BRIEF> In the records below, find the line that contains "skill copied verbatim" and the line that contains "project titles verbatim". Set down exactly those lines and every line between them, and nothing more.

[Saved entries]
┄┄┄┄┄┄┄┄┄┄

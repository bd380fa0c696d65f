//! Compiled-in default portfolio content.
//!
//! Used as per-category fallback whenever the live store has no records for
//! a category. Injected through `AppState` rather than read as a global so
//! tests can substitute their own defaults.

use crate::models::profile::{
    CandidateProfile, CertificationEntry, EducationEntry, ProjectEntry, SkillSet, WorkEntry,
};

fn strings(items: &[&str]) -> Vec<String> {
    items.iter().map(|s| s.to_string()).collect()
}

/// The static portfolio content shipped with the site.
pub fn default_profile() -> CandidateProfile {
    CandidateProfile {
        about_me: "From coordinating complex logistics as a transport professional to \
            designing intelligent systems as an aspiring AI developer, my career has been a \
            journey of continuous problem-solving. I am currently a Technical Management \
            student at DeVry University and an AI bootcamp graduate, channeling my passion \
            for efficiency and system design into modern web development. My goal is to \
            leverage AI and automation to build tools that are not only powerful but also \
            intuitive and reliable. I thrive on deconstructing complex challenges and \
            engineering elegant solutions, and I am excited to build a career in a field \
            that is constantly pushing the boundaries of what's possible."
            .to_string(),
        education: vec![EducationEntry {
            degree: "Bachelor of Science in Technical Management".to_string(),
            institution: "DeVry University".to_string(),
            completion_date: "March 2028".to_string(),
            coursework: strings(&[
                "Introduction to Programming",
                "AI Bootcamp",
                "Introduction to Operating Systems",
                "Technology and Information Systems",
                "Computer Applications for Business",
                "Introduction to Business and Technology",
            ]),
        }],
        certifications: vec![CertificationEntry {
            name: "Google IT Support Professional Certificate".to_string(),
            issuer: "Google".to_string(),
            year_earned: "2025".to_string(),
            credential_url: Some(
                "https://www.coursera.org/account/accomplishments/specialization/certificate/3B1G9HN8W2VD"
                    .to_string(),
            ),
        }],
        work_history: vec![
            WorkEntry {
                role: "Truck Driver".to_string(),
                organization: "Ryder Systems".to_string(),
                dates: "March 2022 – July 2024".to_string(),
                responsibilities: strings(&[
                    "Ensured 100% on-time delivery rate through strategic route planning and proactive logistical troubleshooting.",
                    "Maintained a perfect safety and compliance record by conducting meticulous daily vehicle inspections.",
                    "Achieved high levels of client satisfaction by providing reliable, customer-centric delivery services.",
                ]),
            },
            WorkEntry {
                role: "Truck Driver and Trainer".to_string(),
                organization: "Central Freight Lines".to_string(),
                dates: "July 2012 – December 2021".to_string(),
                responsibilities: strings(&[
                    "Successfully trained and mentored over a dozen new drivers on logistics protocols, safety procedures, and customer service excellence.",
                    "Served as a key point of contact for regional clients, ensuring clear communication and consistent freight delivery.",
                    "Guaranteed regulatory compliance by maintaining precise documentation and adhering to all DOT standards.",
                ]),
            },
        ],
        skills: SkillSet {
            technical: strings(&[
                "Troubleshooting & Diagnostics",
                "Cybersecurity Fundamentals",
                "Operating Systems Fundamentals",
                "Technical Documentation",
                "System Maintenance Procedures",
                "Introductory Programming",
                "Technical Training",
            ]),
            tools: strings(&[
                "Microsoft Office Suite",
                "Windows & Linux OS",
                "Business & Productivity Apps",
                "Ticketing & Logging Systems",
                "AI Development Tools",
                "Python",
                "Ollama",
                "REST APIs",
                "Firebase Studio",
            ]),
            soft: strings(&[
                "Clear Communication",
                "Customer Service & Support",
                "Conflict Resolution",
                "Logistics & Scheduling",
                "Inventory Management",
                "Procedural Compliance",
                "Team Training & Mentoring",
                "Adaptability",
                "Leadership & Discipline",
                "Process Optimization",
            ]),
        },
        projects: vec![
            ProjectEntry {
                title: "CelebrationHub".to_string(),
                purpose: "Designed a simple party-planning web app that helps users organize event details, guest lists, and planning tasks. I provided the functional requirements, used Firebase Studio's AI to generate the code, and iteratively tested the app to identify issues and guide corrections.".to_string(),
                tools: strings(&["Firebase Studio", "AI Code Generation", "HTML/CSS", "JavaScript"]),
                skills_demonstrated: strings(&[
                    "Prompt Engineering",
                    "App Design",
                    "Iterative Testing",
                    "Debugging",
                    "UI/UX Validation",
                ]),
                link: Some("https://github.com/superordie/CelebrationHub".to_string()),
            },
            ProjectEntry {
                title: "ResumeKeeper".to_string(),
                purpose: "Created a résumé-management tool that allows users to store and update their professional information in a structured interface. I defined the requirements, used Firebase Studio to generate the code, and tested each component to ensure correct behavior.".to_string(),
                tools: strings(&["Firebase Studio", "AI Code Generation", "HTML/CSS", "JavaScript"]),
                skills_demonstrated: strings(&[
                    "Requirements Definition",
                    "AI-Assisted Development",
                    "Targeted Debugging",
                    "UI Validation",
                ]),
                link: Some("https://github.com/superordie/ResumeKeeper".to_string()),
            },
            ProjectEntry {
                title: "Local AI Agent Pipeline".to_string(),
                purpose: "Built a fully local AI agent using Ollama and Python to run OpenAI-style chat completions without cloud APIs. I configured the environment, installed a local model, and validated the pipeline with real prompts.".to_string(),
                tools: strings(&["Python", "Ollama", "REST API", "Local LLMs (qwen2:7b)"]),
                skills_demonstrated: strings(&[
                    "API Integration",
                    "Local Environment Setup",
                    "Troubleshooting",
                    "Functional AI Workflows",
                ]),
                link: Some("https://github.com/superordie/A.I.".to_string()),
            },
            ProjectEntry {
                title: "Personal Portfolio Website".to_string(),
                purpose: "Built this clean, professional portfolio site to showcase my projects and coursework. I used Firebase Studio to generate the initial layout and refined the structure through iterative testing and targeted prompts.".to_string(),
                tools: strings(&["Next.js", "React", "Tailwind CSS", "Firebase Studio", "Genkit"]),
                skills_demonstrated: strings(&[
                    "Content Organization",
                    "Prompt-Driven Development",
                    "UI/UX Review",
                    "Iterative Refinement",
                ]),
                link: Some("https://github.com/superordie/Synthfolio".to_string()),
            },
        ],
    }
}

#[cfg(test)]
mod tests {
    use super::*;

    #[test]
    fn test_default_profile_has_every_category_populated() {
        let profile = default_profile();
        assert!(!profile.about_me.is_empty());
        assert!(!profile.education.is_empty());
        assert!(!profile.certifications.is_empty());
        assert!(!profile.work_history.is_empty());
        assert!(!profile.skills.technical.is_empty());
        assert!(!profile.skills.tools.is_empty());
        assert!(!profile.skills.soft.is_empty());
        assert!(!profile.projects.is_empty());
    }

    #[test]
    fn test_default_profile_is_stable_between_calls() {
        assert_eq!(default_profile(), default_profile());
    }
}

┄┄┄┄┄┄┄┄┄┄

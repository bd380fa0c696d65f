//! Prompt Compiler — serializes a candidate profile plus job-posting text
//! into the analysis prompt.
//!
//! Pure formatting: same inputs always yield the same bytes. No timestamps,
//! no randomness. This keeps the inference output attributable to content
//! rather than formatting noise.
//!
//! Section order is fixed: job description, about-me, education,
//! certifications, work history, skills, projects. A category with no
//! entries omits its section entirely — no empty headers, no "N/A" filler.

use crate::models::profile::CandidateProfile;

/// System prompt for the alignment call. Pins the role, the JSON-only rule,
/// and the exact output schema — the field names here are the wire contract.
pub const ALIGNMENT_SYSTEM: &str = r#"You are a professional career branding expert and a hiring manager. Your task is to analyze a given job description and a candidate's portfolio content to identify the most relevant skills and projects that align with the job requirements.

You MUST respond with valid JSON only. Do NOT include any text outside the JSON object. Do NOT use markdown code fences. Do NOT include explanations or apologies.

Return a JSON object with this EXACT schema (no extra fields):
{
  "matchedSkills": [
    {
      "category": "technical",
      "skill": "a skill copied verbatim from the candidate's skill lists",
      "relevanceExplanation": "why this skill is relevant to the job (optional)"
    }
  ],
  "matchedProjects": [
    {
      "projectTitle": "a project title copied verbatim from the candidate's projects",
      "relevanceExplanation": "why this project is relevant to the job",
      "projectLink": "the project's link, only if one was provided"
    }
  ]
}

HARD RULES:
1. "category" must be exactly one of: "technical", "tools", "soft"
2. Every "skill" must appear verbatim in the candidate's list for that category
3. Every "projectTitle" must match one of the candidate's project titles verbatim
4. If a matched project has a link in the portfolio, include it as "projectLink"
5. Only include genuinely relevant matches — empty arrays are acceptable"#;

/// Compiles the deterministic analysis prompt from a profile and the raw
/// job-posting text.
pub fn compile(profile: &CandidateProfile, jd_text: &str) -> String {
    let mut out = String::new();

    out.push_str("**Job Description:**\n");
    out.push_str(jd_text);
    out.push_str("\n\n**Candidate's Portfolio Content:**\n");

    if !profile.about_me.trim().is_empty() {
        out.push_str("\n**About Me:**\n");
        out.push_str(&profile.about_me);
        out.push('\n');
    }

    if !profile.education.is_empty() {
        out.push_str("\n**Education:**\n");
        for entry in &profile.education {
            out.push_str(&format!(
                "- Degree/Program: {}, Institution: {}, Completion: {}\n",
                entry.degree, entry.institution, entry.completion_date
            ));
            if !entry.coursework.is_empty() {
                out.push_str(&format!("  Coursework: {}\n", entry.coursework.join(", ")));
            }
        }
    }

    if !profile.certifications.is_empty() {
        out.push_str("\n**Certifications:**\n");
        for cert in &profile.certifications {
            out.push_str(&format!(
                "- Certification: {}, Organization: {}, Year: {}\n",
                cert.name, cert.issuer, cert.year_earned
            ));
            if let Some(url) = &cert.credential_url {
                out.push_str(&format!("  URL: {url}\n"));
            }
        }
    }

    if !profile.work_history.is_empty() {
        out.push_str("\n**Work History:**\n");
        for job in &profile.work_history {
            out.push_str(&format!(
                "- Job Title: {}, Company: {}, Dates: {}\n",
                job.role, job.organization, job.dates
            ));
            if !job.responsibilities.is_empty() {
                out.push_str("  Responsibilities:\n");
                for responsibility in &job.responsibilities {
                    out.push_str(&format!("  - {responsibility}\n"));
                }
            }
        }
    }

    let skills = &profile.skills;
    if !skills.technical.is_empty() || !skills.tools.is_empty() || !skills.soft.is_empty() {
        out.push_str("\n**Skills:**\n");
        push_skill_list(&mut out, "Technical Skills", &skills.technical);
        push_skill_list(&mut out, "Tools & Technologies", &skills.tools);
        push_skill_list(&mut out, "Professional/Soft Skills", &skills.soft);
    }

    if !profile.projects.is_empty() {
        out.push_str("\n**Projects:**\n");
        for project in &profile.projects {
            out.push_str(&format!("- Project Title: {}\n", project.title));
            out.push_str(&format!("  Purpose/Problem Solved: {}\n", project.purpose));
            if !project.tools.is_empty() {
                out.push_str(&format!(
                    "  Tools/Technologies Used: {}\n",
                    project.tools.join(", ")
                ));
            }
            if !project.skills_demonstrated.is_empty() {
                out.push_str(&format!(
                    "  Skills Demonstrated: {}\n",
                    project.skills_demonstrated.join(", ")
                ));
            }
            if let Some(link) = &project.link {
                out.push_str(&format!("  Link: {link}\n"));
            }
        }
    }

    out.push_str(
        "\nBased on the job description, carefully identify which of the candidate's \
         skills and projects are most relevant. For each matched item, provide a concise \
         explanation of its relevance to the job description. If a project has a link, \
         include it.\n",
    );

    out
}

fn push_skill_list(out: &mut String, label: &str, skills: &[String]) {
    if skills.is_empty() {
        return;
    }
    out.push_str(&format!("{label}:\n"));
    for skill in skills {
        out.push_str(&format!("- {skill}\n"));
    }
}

┄┄┄┄┄┄┄┄┄┄

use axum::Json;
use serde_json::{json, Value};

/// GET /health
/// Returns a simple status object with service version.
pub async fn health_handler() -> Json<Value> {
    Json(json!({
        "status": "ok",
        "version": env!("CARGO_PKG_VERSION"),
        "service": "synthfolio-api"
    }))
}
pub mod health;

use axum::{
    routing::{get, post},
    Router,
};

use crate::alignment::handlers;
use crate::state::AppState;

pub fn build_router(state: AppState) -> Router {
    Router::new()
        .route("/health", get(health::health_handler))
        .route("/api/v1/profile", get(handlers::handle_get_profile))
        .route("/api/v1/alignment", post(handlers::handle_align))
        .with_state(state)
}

┄┄┄┄┄┄┄┄┄┄

RESPONSE>
      "skill": "a skill copied verbatim from the candidate's skill lists",
      "relevanceExplanation": "why this skill is relevant to the job (optional)"
    }
  ],
  "matchedProjects": [
    {
      "projectTitle": "a project title copied verbatim from the candidate's projects",
      "relevanceExplanation": "why this project is relevant to the job",
      "projectLink": "the project's link, only if one was provided"
    }
  ]
}

HARD RULES:
1. "category" must be exactly one of: "technical", "tools", "soft"
2. Every "skill" must appear verbatim in the candidate's list for that category
3. Every "projectTitle" must match one of the candidate's project titles verbatim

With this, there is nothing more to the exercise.